Early in 1774 the London press began to reprint American newspaper stories about the tea conflict. As shown here, the authoritative London Chronicle added the Post-Boy’s “Mohawk” reference to the Boston Gazette report about the Tea Party. The Gentleman’s Magazine, The Scots Magazine, and other publications picked up the text from the Chronicle. The same words went into the Annual Register, the new annual summary of each year’s major events, which became a key source for historians to crib from.
As Roger D. Abrahams’s essay for Common-Place explores, “Mohawk” and related words already had cultural resonance in London:
They came into use at the spectacular and unexpected arrival of four Mohawk “ambassadors” to the court of Queen Anne in 1712. Generally called “kings” or “sachems” only three of them were actually Mohawks—the fourth being a Mohican—and none of them were regarded as leaders. They were encountered by many Londoners, not only those who officially received them at court. They went to all of the best tourist locations, dined well though they were eating foods that were far from their usual diets. Wherever they ventured, they created a traffic jam.One of those 1712 visitors from North America appears above in a London print, courtesy of the New York Public Library.
After this visit, the word Mohawk took on a life of its own. Rumors began to spread that a night-marauding group of the Hellfire sort made up of young swells called “Mohocks and Hawkubites” was engaged in night raids on unsuspecting folks who wandered into their clutches. They were said to be a secret group of bucks and blades who had taken blood oaths as part of a membership ritual. They marked their victims by slitting their noses with knives or by placing them in a barrel and rolling them down hill. There is no evidence that the group actually existed, but many specific incidents were attributed to its members. If it did exist, it was probably one of many secret societies that existed in the shadows of the men’s club culture that flourished in eighteenth-century London.
Rumors of the depradations of this group coursed through London, creating the Mohock Scare of 1712-13. A play about them was published, though never acted, called The Mohocks, probably by John Gay, later famous as the author of The Beggar’s Opera. Richard Steele in The Spectator of March 10, 1712, refers to them as “that species of being who have lately erected themselves into a nocturnal fraternity under the title of the Mohock Club.” Just how mysterious were the organization, its costume, and its activities becomes clear in Steele’s report: he thought them “East Indians, a sort of cannibals in India, who subsist by plundering and devouring all the nations about them. The president is styled Emperor of the Mohocks, and his arms are a Turkish crescent.” Jonathan Swift wrote to his friend “Stella” (Esther Johnson), asking, “Did I tell you of a race of rakes, called the Mohocks that play the devil about this town every night, slit people’s noses, and beat them…Young Davenant was…set upon by the Mohocks,…they ran his chair through with a sword.”

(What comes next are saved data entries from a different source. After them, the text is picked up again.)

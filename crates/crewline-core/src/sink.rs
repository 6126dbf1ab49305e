//! Result sink: print the final result and persist it as plain text.
//!
//! Printing always happens before the write is attempted, so a failed write
//! never hides the result from the user.

use std::io::Write;
use std::path::{Path, PathBuf};

use chrono::{DateTime, Utc};
use serde::{Deserialize, Serialize};
use tracing::info;
use uuid::Uuid;

use crate::config::DEFAULT_OUTPUT_PATH;
use crate::error::{CrewError, Result};
use crate::obs::{emit_persist_error, emit_stdout_error};
use crate::pipeline::ExecutionResult;
use crate::task::TaskOutput;

const BANNER_WIDTH: usize = 50;
pub const AUDIT_SCHEMA_VERSION: &str = "1.0";

/// JSON audit record of a completed run.
#[derive(Debug, Clone, Serialize, Deserialize, PartialEq)]
pub struct AuditArtifact {
    pub schema_version: String,
    pub generated_at: DateTime<Utc>,
    pub run_id: Uuid,
    pub primary_digest: String,
    pub duration_ms: u64,
    pub tasks: Vec<TaskOutput>,
}

impl AuditArtifact {
    pub fn from_result(result: &ExecutionResult) -> Self {
        Self {
            schema_version: AUDIT_SCHEMA_VERSION.to_string(),
            generated_at: Utc::now(),
            run_id: result.run_id,
            primary_digest: result.primary_digest(),
            duration_ms: result.duration_ms,
            tasks: result.outputs.clone(),
        }
    }
}

/// Prints and persists an [`ExecutionResult`].
#[derive(Debug, Clone)]
pub struct ResultSink {
    output_path: PathBuf,
    audit_path: Option<PathBuf>,
}

impl Default for ResultSink {
    fn default() -> Self {
        Self::new(DEFAULT_OUTPUT_PATH)
    }
}

impl ResultSink {
    pub fn new(output_path: impl Into<PathBuf>) -> Self {
        Self {
            output_path: output_path.into(),
            audit_path: None,
        }
    }

    /// Also write a JSON [`AuditArtifact`] to `path`.
    pub fn with_audit_path(mut self, path: impl Into<PathBuf>) -> Self {
        self.audit_path = Some(path.into());
        self
    }

    pub fn output_path(&self) -> &Path {
        &self.output_path
    }

    pub fn audit_path(&self) -> Option<&Path> {
        self.audit_path.as_deref()
    }

    /// Print the banner and primary value to `out`, then write the artifacts.
    ///
    /// A failure to print is logged and does not stop the write. The report
    /// is overwritten on every call, so emitting the same result twice
    /// leaves identical content. Returns the report path.
    pub fn emit<W: Write>(&self, result: &ExecutionResult, out: &mut W) -> Result<PathBuf> {
        if let Err(e) = print_banner(result, out) {
            emit_stdout_error(&e);
        }

        self.write_report(result)?;
        if let Err(e) = writeln!(out, "\nReport saved to '{}'", self.output_path.display()) {
            emit_stdout_error(&e);
        }

        self.write_audit(result)?;
        Ok(self.output_path.clone())
    }

    /// Write the primary value (and the audit artifact when configured).
    pub fn persist(&self, result: &ExecutionResult) -> Result<()> {
        self.write_report(result)?;
        self.write_audit(result)
    }

    fn write_report(&self, result: &ExecutionResult) -> Result<()> {
        write_text(&self.output_path, &result.primary)?;
        info!(path = %self.output_path.display(), bytes = result.primary.len(), "report written");
        Ok(())
    }

    fn write_audit(&self, result: &ExecutionResult) -> Result<()> {
        let Some(audit_path) = &self.audit_path else {
            return Ok(());
        };
        let json = serde_json::to_string_pretty(&AuditArtifact::from_result(result))?;
        write_text(audit_path, &json)?;
        info!(path = %audit_path.display(), "audit artifact written");
        Ok(())
    }
}

fn print_banner<W: Write>(result: &ExecutionResult, out: &mut W) -> std::io::Result<()> {
    let rule = "=".repeat(BANNER_WIDTH);
    writeln!(out, "\n{rule}")?;
    writeln!(out, "FINAL RESULT")?;
    writeln!(out, "{rule}")?;
    writeln!(out, "{}", result.primary)?;
    out.flush()
}

fn write_text(path: &Path, contents: &str) -> Result<()> {
    std::fs::write(path, contents).map_err(|source| {
        emit_persist_error(&path.display().to_string(), &source);
        CrewError::PersistenceFailed {
            path: path.to_path_buf(),
            source,
        }
    })
}
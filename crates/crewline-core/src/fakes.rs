//! In-memory fakes for the collaborator and capability traits (testing only).
//!
//! `ScriptedExecutor` returns canned replies and records every request it
//! sees; `EchoCapability` returns its input unchanged.

use std::sync::Mutex;

use async_trait::async_trait;

use crate::capability::Capability;
use crate::collaborator::{AgentExecutor, ExecutionRequest};
use crate::config::CrewSettings;
use crate::error::{CapabilityError, CollaboratorError};

/// Owned copy of an [`ExecutionRequest`] as seen by a fake executor.
#[derive(Debug, Clone, PartialEq, Eq)]
pub struct RecordedCall {
    pub role: String,
    pub agent_descriptor: String,
    pub task_description: String,
    pub expected_output: String,
    pub context: Vec<String>,
    pub capability_names: Vec<String>,
    pub max_iterations: u32,
    pub allow_delegation: bool,
    pub memory_enabled: bool,
    pub verbose: bool,
    pub crew: CrewSettings,
}

impl From<&ExecutionRequest<'_>> for RecordedCall {
    fn from(request: &ExecutionRequest<'_>) -> Self {
        Self {
            role: request.role.to_string(),
            agent_descriptor: request.agent_descriptor.to_string(),
            task_description: request.task_description.to_string(),
            expected_output: request.expected_output.to_string(),
            context: request.context.to_vec(),
            capability_names: request
                .capabilities
                .iter()
                .map(|c| c.name().to_string())
                .collect(),
            max_iterations: request.max_iterations,
            allow_delegation: request.allow_delegation,
            memory_enabled: request.memory_enabled,
            verbose: request.verbose,
            crew: request.crew.clone(),
        }
    }
}

/// Executor that replays scripted replies in call order.
///
/// Calls past the end of the script reply with `"output-{n}"`.
#[derive(Debug, Default)]
pub struct ScriptedExecutor {
    replies: Vec<String>,
    fail_at: Option<usize>,
    calls: Mutex<Vec<RecordedCall>>,
}

impl ScriptedExecutor {
    pub fn new() -> Self {
        Self::default()
    }

    pub fn replying<I, S>(replies: I) -> Self
    where
        I: IntoIterator<Item = S>,
        S: Into<String>,
    {
        Self {
            replies: replies.into_iter().map(Into::into).collect(),
            ..Self::default()
        }
    }

    /// An executor whose `call`-th invocation (zero-based) fails.
    pub fn failing_at(call: usize) -> Self {
        Self::new().fail_at(call)
    }

    pub fn fail_at(mut self, call: usize) -> Self {
        self.fail_at = Some(call);
        self
    }

    pub fn calls(&self) -> Vec<RecordedCall> {
        self.calls.lock().unwrap().clone()
    }

    pub fn call_count(&self) -> usize {
        self.calls.lock().unwrap().len()
    }
}

#[async_trait]
impl AgentExecutor for ScriptedExecutor {
    async fn execute(
        &self,
        request: &ExecutionRequest<'_>,
    ) -> std::result::Result<String, CollaboratorError> {
        let index = {
            let mut calls = self.calls.lock().unwrap();
            calls.push(RecordedCall::from(request));
            calls.len() - 1
        };

        if self.fail_at == Some(index) {
            return Err(CollaboratorError::Http(format!(
                "scripted failure on call {index}"
            )));
        }

        Ok(self
            .replies
            .get(index)
            .cloned()
            .unwrap_or_else(|| format!("output-{index}")))
    }
}

/// Capability that returns its input unchanged.
#[derive(Debug, Clone)]
pub struct EchoCapability {
    name: String,
}

impl EchoCapability {
    pub fn new(name: impl Into<String>) -> Self {
        Self { name: name.into() }
    }
}

#[async_trait]
impl Capability for EchoCapability {
    fn name(&self) -> &str {
        &self.name
    }

    fn description(&self) -> &str {
        "Returns its input unchanged."
    }

    async fn invoke(&self, input: &str) -> std::result::Result<String, CapabilityError> {
        Ok(input.to_string())
    }
}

Thus, for Londoners of the 1710s “Mohawks” could mean young white men up to no good and hiding behind an Indian label—the same way the imperial government viewed the Bostonians who had destroyed the tea. Massachusetts Loyalist Peter Oliver used the term for the same political crowd in his acerbic 1783 history of the Revolution, describing spectators of the Massachusetts General Court:
There was a Gallery at a Corner of the Assembly Room where [James] Otis, [Samuel] Adams, [Joseph] Hawley & the rest of the Cabal used to crowd their Mohawks & Hawkubites, to echo the oppositional Vociferations, to the Rabble without the doors.Few early U.S. authors adopted that term, however. Histories of the Revolution by the Rev. William Gordon (1788) and Mercy Warren (1805) didn’t use “Mohawk” in discussing the destruction of Boston’s tea. Nor did the two 1830s books based on interviews with George R. T. Hewes, which popularized the name and memory of the “Tea Party” and played up the Indian guises.
It looks like only in the last decades of the 1800s—a century after the event—did American authors use “Mohawk” (always in quotes) as a standard term for the men who had destroyed the tea at Boston. So that’s how we often label them today.